TCP/IP Network Model

Note: While the layered architecture is abstract, its implementation is concrete.

The diagram shows how HTTP application data flows through the layers from top to bottom.

Application layer carries the actual HTTP data.

The data is handed to the transport layer, where a TCP header is added, forming a segment.

The segment is passed to the network layer, which adds an IP header, creating a packet.

The packet reaches the data‑link layer, where an Ethernet header creates a frame.

The frame is finally transmitted by the physical layer as binary signals.

The process of adding headers is called encapsulation ; removing them is decapsulation .

Physical Layer

The physical medium connects devices (cables, fiber, radio). It determines distance, bandwidth, speed, and interference resistance.

Specifies electrical, mechanical, and functional requirements between endpoints.

Defines frequency, rate, maximum distance, and connector types.

Result: any standard network cable can plug into any brand of computer.

Data‑Link Layer

This layer groups raw bits into frames and assigns meaning. Ethernet dominates this layer.

Ethernet frames consist of a 14‑byte header (destination MAC, source MAC, type), payload (46‑1500 bytes), and a 4‑byte CRC trailer.

MAC Address

Each network interface card (NIC) has a globally unique 6‑byte MAC address, e.g., 00:01:6C:06:A6:29. The first three bytes identify the vendor (assigned by IEEE); the last three are the device’s serial number.

Ethernet uses broadcast: a frame is sent to all hosts on the local network; each host checks the destination MAC and accepts the frame only if it matches its own MAC.

Switches operate at this layer to forward frames efficiently.

Network Layer

MAC addresses work only within a local subnet. To reach other subnets, IP addresses are used.

IP Protocol

IP encapsulates transport‑layer segments into packets. An IP header is 20 bytes; the payload can be up to 65 515 bytes. If a packet exceeds the maximum frame size (1500 bytes), it is fragmented.

Version : IPv4 or IPv6.

Header Length : length of the IP header.

Type of Service : priority, delay, throughput, reliability.

Total Length : total packet size.

Identification : unique ID for fragmentation.

Flags : indicate fragmentation.

Fragment Offset : order of fragments.

TTL : limits how many routers a packet can traverse.

Protocol : indicates the encapsulated transport protocol (TCP, UDP, etc.).

Header Checksum : error detection for the header.

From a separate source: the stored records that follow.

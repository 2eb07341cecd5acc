use image::{ImageError, ImageReader, RgbImage};
use std::path::Path;
use tracing::{debug, error, info, warn};

use super::annotate::{draw_outline, OutlineStyle};
use super::decoder::{Decoder, RqrrDecoder};
use super::geometry::outline;
use crate::error::{Result, ScanError};
use crate::viewer::{HeadlessViewer, Viewer};
use crate::{Config, DecodedCode, Detection, FailurePolicy};

/// Finds QR codes in an image file, reports them and shows them outlined
pub struct Scanner {
    config: Config,
    decoder: Box<dyn Decoder>,
    viewer: Box<dyn Viewer>,
    print_report: bool,
}

impl Scanner {
    /// Create a scanner using the `rqrr` decoder
    ///
    /// The annotated image is shown in a window when `config.display` is set
    /// and the `gui` feature is enabled.
    ///
    /// # Examples
    ///
    /// ```
    /// use qrscan::{Config, Scanner};
    ///
    /// let config = Config { display: false, ..Config::default() };
    /// let mut scanner = Scanner::new(config);
    /// assert!(scanner.scan_or_empty("does/not/exist.png").is_empty());
    /// ```
    #[must_use]
    pub fn new(config: Config) -> Self {
        let viewer = default_viewer(config.display);
        Self::with_parts(config, Box::new(RqrrDecoder::new()), viewer)
    }

    /// Create a scanner with explicit decoding and display capabilities
    #[must_use]
    pub fn with_parts(config: Config, decoder: Box<dyn Decoder>, viewer: Box<dyn Viewer>) -> Self {
        debug!(
            "Scanner configuration: color={:?}, thickness={}, policy={:?}",
            config.line_color, config.line_thickness, config.policy
        );
        Self {
            config,
            decoder,
            viewer,
            print_report: true,
        }
    }

    /// Stop printing the per-code report to stdout
    #[must_use]
    pub fn quiet(mut self) -> Self {
        self.print_report = false;
        self
    }

    /// Scan an image and return the decoded payloads in decoder order
    ///
    /// # Errors
    ///
    /// Returns an error if:
    /// - The image cannot be opened or decoded ([`ScanError::Load`])
    /// - The decoder fails ([`ScanError::Decoder`])
    /// - No QR code is found ([`ScanError::NoDetections`])
    /// - A payload is not UTF-8 under the strict policy ([`ScanError::Decode`])
    pub fn scan<P: AsRef<Path>>(&mut self, path: P) -> Result<Vec<String>> {
        Ok(self.scan_codes(path)?.into_iter().map(|code| code.data).collect())
    }

    /// Like [`Scanner::scan`], but every failure is logged and yields an
    /// empty list
    pub fn scan_or_empty<P: AsRef<Path>>(&mut self, path: P) -> Vec<String> {
        match self.scan(path) {
            Ok(payloads) => payloads,
            Err(e @ ScanError::NoDetections) => {
                info!("{}", e);
                Vec::new()
            }
            Err(e) => {
                error!("{}", e.report());
                Vec::new()
            }
        }
    }

    /// Scan an image and return the full report for every decoded code
    ///
    /// # Errors
    ///
    /// Same as [`Scanner::scan`]
    pub fn scan_codes<P: AsRef<Path>>(&mut self, path: P) -> Result<Vec<DecodedCode>> {
        let path = path.as_ref();
        info!("Starting image scan for: {}", path.display());

        // Format comes from the file contents, not the extension
        let img = ImageReader::open(path)
            .and_then(ImageReader::with_guessed_format)
            .map_err(ImageError::IoError)
            .and_then(ImageReader::decode)
            .map_err(|source| ScanError::Load {
                path: path.to_path_buf(),
                source,
            })?;
        debug!("Image loaded successfully: {}x{}", img.width(), img.height());

        let detections = self.decoder.decode(&img)?;
        if detections.is_empty() {
            return Err(ScanError::NoDetections);
        }
        debug!("Decoder reported {} detection(s)", detections.len());

        let codes = self.to_codes(detections)?;

        let mut canvas: RgbImage = img.to_rgb8();
        let style = OutlineStyle::from(&self.config);
        for code in &codes {
            if self.print_report {
                println!("{code}");
            }
            draw_outline(&mut canvas, &code.outline, &style);
        }

        // Payloads are already decoded, a display failure does not void them
        if let Err(e) = self.viewer.show(&self.config.window_title, &canvas) {
            warn!("{}", e);
        }

        info!("Scan complete: {} code(s)", codes.len());
        Ok(codes)
    }

    fn to_codes(&self, detections: Vec<Detection>) -> Result<Vec<DecodedCode>> {
        let mut codes = Vec::with_capacity(detections.len());

        for (index, detection) in detections.into_iter().enumerate() {
            let data = match String::from_utf8(detection.payload) {
                Ok(data) => data,
                Err(source) => match self.config.policy {
                    FailurePolicy::Strict => return Err(ScanError::Decode { index, source }),
                    FailurePolicy::Lenient => {
                        warn!("Skipping detection #{}: payload is not valid UTF-8", index);
                        continue;
                    }
                },
            };

            codes.push(DecodedCode {
                symbol_type: detection.symbol_type,
                data,
                outline: outline(&detection.polygon),
                version: detection.version,
            });
        }

        if codes.is_empty() {
            return Err(ScanError::NoDetections);
        }
        Ok(codes)
    }
}

#[cfg(feature = "gui")]
fn default_viewer(display: bool) -> Box<dyn Viewer> {
    if display {
        Box::new(crate::viewer::WindowViewer)
    } else {
        Box::new(HeadlessViewer)
    }
}

#[cfg(not(feature = "gui"))]
fn default_viewer(display: bool) -> Box<dyn Viewer> {
    if display {
        debug!("Built without the gui feature, display disabled");
    }
    Box::new(HeadlessViewer)
}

Source Address and Destination Address .

IP addresses are logical identifiers divided into network and host portions by a subnet mask, enabling easy subnetting.

ARP Protocol

ARP maps IP addresses to MAC addresses. A host broadcasts an ARP request containing the target IP; the owner of that IP replies with its MAC address. ARP caches these mappings locally.

Routing Protocols

Routers run routing protocols to forward packets between subnets, overcoming the broadcast limitation of ARP.

Transport Layer

Transport provides end‑to‑end communication between processes using ports. The two main protocols are TCP (reliable) and UDP (unreliable).

TCP Protocol

TCP offers reliable, connection‑oriented byte‑stream delivery. It uses a three‑way handshake to establish a connection and a four‑way handshake to terminate it.

Sequence Number

Acknowledgment Number

Offset

Reserved

Flags (CWR, ECE, URG, ACK, PSH, RST, SYN, FIN)

Window size

Checksum

Urgent Pointer

Three‑way handshake steps: SYN, SYN‑ACK, ACK. Four‑way termination steps: FIN, ACK, FIN, ACK.

UDP Protocol

UDP provides connection‑less, best‑effort delivery with a minimal header (source port, destination port, length, checksum).

Application Layer

The application layer defines how data is presented to users and includes protocols such as HTTP, FTP, SMTP, etc. For example, HTTP specifies request and response header fields like Content‑Type and Accept.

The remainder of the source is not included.